§ What you are asked to do
Using the material below, return exactly the lines between the one holding "repository efdcab7292eeacb3" and the one holding "pub fn apply_deadzone(v: Vector2, epsilon: f64)", inclusive, and no others.

§ Records for the exercise

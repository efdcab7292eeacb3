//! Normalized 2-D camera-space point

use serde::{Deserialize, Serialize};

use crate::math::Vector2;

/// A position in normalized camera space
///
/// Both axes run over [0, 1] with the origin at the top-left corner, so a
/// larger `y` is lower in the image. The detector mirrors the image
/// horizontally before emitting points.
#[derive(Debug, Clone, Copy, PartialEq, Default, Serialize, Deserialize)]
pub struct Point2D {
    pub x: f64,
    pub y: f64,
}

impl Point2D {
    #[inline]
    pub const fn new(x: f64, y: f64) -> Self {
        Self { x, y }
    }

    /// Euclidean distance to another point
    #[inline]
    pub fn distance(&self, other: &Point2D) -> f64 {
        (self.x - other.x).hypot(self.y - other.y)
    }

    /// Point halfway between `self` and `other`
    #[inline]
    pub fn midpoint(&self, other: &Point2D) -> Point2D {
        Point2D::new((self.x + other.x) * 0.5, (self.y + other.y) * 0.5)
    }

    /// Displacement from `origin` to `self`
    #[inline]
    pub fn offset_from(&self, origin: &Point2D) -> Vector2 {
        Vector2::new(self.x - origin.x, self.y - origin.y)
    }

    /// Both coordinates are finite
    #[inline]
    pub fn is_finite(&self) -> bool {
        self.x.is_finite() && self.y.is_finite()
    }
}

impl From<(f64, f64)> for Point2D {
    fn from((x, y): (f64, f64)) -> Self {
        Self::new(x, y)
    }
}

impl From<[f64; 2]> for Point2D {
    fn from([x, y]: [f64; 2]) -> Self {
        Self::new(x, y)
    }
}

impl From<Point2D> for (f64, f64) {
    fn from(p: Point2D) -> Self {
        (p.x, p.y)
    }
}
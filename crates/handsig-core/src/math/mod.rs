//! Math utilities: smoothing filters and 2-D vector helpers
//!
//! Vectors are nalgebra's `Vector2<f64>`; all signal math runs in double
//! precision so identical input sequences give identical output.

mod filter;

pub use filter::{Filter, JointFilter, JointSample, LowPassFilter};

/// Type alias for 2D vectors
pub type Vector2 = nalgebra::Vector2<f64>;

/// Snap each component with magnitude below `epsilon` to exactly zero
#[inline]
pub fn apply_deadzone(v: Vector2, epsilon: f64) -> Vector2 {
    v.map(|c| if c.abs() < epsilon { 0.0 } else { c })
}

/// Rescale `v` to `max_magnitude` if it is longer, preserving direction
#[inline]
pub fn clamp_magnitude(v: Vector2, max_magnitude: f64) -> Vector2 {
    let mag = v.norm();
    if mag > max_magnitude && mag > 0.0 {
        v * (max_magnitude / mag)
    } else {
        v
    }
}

...

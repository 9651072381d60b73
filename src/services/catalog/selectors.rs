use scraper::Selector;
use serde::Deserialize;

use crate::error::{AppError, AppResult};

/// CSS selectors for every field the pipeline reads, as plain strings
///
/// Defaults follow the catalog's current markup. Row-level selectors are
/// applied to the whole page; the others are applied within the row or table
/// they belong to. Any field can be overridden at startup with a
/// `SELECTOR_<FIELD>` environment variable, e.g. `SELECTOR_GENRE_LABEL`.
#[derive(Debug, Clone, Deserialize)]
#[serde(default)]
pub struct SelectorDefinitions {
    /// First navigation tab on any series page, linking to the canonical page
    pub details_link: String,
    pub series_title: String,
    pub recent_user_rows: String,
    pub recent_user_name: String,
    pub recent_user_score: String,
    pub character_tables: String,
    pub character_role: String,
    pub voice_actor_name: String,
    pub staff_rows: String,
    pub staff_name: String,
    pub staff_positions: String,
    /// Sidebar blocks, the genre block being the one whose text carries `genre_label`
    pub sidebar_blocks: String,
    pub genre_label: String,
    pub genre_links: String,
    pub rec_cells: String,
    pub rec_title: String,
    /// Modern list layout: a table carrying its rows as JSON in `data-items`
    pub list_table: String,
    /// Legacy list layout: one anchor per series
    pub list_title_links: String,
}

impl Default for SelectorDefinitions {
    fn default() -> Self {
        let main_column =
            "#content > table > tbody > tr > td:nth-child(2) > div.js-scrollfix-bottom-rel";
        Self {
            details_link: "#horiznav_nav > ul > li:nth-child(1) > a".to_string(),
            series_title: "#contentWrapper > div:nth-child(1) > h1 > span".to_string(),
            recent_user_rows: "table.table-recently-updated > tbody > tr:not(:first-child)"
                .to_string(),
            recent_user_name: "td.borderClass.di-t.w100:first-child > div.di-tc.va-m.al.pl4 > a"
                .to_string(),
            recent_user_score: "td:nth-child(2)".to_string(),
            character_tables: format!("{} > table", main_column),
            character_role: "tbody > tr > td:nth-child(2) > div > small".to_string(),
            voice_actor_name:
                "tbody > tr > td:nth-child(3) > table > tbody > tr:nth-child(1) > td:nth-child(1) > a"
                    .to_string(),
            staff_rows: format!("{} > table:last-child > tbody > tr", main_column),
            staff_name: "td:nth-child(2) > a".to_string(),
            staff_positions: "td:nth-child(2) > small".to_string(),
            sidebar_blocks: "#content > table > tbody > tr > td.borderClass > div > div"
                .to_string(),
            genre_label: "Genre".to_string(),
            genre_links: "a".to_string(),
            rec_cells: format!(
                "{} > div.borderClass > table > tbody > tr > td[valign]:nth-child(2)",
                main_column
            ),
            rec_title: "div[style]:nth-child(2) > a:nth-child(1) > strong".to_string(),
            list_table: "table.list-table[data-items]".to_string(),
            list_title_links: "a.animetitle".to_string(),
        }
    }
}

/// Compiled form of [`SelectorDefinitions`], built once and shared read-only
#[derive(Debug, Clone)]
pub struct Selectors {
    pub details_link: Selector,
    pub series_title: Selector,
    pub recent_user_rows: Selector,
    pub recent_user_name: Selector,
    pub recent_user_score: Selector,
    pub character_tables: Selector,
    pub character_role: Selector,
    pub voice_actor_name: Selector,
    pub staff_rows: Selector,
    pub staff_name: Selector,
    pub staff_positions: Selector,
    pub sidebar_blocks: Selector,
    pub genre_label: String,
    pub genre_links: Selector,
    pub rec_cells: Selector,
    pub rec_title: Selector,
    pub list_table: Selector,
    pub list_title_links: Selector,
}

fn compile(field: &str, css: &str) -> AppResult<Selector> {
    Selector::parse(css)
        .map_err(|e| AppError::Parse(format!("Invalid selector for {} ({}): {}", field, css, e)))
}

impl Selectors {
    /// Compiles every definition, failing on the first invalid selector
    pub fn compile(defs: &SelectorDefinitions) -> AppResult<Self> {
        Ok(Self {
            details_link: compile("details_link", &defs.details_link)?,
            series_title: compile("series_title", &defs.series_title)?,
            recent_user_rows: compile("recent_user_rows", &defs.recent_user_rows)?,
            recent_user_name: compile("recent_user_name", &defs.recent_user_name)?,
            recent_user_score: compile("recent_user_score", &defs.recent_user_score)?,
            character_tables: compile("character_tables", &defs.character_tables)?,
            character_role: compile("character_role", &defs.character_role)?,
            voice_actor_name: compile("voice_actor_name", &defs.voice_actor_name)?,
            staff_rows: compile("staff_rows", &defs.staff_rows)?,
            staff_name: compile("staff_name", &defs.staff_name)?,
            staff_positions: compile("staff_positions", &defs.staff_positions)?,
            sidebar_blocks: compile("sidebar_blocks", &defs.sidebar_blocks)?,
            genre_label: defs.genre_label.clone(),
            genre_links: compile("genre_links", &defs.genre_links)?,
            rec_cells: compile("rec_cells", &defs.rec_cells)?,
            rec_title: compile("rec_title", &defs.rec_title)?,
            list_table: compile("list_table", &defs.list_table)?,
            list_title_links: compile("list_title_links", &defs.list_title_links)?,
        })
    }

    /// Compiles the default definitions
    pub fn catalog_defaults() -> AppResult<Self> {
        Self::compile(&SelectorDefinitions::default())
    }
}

§ Response to the task
repository efdcab7292eeacb3
//! Normalized 2-D camera-space point

use serde::{Deserialize, Serialize};

use crate::math::Vector2;

/// A position in normalized camera space
///
/// Both axes run over [0, 1] with the origin at the top-left corner, so a
/// larger `y` is lower in the image. The detector mirrors the image
/// horizontally before emitting points.
#[derive(Debug, Clone, Copy, PartialEq, Default, Serialize, Deserialize)]
pub struct Point2D {
    pub x: f64,
    pub y: f64,
}

impl Point2D {
    #[inline]
    pub const fn new(x: f64, y: f64) -> Self {
        Self { x, y }
    }

    /// Euclidean distance to another point
    #[inline]
    pub fn distance(&self, other: &Point2D) -> f64 {
        (self.x - other.x).hypot(self.y - other.y)
    }

    /// Point halfway between `self` and `other`
    #[inline]
    pub fn midpoint(&self, other: &Point2D) -> Point2D {
        Point2D::new((self.x + other.x) * 0.5, (self.y + other.y) * 0.5)
    }

    /// Displacement from `origin` to `self`
    #[inline]
    pub fn offset_from(&self, origin: &Point2D) -> Vector2 {
        Vector2::new(self.x - origin.x, self.y - origin.y)
    }

    /// Both coordinates are finite
    #[inline]
    pub fn is_finite(&self) -> bool {
        self.x.is_finite() && self.y.is_finite()
    }
}

impl From<(f64, f64)> for Point2D {
    fn from((x, y): (f64, f64)) -> Self {
        Self::new(x, y)
    }
}

impl From<[f64; 2]> for Point2D {
    fn from([x, y]: [f64; 2]) -> Self {
        Self::new(x, y)
    }
}

impl From<Point2D> for (f64, f64) {
    fn from(p: Point2D) -> Self {
        (p.x, p.y)
    }
}
filename crates/handsig-core/src/math/mod.rs
//! Math utilities: smoothing filters and 2-D vector helpers
//!
//! Vectors are nalgebra's `Vector2<f64>`; all signal math runs in double
//! precision so identical input sequences give identical output.

mod filter;

pub use filter::{Filter, JointFilter, JointSample, LowPassFilter};

/// Type alias for 2D vectors
pub type Vector2 = nalgebra::Vector2<f64>;

/// Snap each component with magnitude below `epsilon` to exactly zero
#[inline]
pub fn apply_deadzone(v: Vector2, epsilon: f64) -> Vector2 {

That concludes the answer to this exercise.